▸ WHAT THE EXERCISE ASKS: Work out how many lines in the data below contain the string "Option", and reply with that figure alone.

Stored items
--------------------
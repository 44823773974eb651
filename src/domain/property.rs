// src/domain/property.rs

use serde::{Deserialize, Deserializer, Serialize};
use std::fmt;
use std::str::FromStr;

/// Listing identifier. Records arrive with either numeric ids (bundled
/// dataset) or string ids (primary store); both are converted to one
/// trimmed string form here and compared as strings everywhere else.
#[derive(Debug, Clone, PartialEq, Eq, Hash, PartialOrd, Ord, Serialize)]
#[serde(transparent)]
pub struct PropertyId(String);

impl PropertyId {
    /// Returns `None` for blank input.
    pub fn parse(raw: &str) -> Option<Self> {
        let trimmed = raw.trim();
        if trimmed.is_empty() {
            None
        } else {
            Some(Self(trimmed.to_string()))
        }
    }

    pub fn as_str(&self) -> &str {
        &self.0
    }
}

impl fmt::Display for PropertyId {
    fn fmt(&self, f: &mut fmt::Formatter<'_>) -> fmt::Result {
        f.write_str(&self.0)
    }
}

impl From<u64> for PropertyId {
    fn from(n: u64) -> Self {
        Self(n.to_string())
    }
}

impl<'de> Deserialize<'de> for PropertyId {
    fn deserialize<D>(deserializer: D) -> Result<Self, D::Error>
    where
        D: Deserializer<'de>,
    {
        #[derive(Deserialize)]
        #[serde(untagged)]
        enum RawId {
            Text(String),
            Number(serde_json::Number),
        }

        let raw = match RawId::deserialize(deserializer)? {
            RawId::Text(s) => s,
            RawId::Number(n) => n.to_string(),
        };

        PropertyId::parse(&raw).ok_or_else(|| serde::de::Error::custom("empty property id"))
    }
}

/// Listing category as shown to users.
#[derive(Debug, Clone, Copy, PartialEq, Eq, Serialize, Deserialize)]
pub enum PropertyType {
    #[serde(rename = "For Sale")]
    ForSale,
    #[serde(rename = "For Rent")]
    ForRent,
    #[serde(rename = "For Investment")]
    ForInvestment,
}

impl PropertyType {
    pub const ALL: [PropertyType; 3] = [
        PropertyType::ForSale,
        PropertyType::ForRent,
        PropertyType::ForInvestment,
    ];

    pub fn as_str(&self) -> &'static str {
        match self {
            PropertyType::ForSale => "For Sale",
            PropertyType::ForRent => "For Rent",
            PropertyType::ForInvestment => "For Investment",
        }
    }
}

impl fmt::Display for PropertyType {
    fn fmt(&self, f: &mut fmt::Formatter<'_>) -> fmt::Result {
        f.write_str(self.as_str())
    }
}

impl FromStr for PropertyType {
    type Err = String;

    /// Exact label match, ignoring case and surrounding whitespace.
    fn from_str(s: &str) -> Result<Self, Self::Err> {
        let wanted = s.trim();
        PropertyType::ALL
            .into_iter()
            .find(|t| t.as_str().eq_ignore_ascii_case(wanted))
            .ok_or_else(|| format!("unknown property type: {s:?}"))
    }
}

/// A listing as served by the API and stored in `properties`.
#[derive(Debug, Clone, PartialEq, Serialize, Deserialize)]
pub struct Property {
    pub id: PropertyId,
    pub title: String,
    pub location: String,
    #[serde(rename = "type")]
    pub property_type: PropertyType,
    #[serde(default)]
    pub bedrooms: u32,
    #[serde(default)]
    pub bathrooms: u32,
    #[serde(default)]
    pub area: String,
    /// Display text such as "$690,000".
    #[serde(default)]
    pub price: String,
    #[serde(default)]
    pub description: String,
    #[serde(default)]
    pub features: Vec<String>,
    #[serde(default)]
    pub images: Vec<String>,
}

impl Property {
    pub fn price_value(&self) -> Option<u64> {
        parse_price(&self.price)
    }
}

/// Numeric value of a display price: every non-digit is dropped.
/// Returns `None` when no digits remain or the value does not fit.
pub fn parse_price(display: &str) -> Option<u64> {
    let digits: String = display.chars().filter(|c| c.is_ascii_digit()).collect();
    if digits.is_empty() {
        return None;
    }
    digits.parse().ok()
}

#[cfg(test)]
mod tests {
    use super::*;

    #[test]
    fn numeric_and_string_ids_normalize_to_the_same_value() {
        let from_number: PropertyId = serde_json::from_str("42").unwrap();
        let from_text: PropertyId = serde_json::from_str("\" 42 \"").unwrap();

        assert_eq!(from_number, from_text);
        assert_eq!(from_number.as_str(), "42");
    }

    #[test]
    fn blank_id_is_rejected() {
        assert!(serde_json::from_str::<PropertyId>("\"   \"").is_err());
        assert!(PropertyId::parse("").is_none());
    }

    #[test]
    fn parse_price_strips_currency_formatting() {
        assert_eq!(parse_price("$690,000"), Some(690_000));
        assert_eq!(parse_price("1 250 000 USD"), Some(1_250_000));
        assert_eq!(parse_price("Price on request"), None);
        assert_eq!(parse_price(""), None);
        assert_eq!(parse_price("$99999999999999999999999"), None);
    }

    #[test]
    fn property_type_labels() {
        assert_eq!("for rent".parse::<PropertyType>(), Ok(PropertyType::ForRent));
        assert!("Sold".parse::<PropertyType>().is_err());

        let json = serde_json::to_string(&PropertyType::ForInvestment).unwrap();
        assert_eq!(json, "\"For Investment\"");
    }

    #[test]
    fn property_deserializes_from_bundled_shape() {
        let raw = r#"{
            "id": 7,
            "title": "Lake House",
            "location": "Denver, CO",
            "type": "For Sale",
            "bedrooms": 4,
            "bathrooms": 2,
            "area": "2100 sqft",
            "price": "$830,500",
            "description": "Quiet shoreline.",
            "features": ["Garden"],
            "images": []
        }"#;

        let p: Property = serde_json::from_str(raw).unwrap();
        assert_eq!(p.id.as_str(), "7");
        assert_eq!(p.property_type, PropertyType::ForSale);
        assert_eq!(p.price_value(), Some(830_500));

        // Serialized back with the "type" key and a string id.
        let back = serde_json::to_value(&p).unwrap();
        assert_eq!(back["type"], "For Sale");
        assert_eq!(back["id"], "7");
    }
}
--------------------
▸ OUTPUT OF THE TASK: 3